#### Task to complete
Could you show each line of the records that contains the word "MeshPartition"?
- - - -
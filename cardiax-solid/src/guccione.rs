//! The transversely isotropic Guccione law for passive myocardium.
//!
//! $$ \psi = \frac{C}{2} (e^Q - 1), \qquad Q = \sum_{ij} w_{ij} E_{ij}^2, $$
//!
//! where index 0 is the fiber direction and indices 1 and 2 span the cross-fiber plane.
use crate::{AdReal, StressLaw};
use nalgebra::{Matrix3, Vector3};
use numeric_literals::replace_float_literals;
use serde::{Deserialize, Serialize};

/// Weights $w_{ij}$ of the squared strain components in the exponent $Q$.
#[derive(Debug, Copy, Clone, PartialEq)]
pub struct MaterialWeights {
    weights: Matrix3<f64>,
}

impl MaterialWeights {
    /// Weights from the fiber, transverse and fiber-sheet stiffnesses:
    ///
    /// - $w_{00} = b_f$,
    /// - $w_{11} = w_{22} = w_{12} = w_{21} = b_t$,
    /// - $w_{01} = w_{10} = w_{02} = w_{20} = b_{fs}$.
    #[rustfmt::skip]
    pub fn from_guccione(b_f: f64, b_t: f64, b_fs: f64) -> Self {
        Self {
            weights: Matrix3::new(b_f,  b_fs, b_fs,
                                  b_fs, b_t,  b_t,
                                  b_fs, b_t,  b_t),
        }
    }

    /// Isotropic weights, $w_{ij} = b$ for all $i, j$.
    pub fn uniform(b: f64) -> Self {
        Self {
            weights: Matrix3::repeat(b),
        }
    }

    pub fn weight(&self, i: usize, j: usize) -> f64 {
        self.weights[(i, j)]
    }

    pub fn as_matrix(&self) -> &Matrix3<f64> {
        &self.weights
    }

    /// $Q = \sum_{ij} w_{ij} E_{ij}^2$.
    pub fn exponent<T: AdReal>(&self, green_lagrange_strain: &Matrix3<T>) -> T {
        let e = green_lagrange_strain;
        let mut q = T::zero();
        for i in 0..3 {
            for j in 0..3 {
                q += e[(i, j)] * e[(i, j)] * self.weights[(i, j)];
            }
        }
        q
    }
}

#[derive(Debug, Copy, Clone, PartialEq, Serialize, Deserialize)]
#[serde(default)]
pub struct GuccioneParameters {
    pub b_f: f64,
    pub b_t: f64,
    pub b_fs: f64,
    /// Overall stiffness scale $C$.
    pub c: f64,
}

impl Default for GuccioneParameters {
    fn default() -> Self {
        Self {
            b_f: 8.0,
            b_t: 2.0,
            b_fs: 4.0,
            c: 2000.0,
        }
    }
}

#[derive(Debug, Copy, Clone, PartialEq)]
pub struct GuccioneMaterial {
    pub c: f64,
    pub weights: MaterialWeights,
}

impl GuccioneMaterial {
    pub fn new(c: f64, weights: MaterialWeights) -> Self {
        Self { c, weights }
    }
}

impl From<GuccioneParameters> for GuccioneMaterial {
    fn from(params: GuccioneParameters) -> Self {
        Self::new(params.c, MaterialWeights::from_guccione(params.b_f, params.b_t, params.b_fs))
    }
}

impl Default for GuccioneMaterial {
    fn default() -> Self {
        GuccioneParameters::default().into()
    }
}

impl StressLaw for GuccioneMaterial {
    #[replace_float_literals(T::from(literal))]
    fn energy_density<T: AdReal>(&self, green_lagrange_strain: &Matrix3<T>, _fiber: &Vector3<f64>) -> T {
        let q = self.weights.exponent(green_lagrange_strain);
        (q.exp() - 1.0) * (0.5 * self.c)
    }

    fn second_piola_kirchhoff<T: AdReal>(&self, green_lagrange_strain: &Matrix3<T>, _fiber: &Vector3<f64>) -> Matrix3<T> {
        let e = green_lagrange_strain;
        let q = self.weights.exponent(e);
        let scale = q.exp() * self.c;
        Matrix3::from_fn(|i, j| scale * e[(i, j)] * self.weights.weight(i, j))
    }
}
- - - -
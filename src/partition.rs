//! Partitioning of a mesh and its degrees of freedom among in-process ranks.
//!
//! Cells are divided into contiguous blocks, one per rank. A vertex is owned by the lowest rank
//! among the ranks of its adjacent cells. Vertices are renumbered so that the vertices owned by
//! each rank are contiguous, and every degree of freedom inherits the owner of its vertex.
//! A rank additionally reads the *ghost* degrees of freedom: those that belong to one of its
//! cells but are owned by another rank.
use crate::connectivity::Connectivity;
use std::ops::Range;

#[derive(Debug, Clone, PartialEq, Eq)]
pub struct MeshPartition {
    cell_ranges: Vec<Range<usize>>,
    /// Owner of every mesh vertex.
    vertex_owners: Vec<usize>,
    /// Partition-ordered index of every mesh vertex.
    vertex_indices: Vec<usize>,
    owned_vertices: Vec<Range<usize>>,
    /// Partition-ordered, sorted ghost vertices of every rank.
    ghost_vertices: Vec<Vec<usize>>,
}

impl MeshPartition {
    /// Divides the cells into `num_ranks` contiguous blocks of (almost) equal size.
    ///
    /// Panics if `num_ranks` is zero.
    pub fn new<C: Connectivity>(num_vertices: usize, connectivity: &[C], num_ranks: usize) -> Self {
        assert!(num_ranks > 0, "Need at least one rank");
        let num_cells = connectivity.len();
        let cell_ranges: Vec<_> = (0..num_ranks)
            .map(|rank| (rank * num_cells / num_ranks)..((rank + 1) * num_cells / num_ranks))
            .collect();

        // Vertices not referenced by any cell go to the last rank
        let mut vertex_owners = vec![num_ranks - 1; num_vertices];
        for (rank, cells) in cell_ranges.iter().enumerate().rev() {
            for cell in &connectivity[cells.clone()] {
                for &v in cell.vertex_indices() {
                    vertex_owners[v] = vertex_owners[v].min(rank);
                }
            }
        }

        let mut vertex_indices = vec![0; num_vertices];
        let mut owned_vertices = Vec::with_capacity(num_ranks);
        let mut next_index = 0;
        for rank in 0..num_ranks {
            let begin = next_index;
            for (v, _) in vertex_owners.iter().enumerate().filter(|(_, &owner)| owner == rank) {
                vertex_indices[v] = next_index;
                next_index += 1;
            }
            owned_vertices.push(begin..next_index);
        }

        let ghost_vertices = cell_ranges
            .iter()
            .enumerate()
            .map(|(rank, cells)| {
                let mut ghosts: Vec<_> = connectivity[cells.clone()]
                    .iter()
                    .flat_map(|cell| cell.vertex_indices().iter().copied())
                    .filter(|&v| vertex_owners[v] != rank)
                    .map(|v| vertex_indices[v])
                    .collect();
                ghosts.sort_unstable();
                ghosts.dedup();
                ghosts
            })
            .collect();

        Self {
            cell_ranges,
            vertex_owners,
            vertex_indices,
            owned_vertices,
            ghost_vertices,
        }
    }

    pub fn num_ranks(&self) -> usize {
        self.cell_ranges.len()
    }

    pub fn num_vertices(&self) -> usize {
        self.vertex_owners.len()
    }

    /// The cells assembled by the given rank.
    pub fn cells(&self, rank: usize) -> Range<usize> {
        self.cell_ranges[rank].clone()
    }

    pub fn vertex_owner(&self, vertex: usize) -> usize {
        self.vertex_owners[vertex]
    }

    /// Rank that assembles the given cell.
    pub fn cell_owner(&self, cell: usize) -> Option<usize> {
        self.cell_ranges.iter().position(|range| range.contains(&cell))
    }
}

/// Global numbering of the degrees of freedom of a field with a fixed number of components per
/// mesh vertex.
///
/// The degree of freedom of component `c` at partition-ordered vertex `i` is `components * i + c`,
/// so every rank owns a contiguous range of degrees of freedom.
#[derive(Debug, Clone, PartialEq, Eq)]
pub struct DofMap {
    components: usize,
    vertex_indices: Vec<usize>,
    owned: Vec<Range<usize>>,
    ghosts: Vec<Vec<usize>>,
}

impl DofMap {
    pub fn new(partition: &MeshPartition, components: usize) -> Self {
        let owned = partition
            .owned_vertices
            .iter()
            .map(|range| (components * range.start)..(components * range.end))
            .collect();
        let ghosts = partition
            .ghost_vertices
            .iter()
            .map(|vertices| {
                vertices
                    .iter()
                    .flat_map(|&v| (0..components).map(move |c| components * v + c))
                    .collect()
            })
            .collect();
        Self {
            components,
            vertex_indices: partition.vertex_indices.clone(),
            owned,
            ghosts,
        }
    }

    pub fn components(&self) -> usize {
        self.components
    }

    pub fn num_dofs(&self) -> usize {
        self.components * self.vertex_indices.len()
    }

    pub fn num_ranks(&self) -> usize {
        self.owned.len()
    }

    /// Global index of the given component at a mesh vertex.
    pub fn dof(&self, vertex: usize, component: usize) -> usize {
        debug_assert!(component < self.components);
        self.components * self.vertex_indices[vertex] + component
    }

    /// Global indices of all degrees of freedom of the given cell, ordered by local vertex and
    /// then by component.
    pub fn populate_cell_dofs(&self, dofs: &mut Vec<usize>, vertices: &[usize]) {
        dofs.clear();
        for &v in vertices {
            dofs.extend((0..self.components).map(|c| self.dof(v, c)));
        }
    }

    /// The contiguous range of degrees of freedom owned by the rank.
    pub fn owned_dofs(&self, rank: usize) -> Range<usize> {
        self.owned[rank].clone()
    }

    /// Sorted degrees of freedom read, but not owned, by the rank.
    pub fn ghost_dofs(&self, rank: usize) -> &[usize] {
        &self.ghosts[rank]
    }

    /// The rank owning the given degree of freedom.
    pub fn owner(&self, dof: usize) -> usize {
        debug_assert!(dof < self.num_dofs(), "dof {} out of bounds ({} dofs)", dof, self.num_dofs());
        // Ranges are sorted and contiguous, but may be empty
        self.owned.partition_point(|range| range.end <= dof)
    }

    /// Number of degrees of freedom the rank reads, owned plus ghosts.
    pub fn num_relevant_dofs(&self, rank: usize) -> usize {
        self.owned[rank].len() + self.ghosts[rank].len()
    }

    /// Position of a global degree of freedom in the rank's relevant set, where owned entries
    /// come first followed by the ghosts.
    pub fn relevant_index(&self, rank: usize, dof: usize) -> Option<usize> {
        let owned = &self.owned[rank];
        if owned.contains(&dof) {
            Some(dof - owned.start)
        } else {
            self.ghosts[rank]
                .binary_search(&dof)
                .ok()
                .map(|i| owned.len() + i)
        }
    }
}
- - - -
#### Your solution
pub struct MeshPartition {
impl MeshPartition {
    pub fn new(partition: &MeshPartition, components: usize) -> Self {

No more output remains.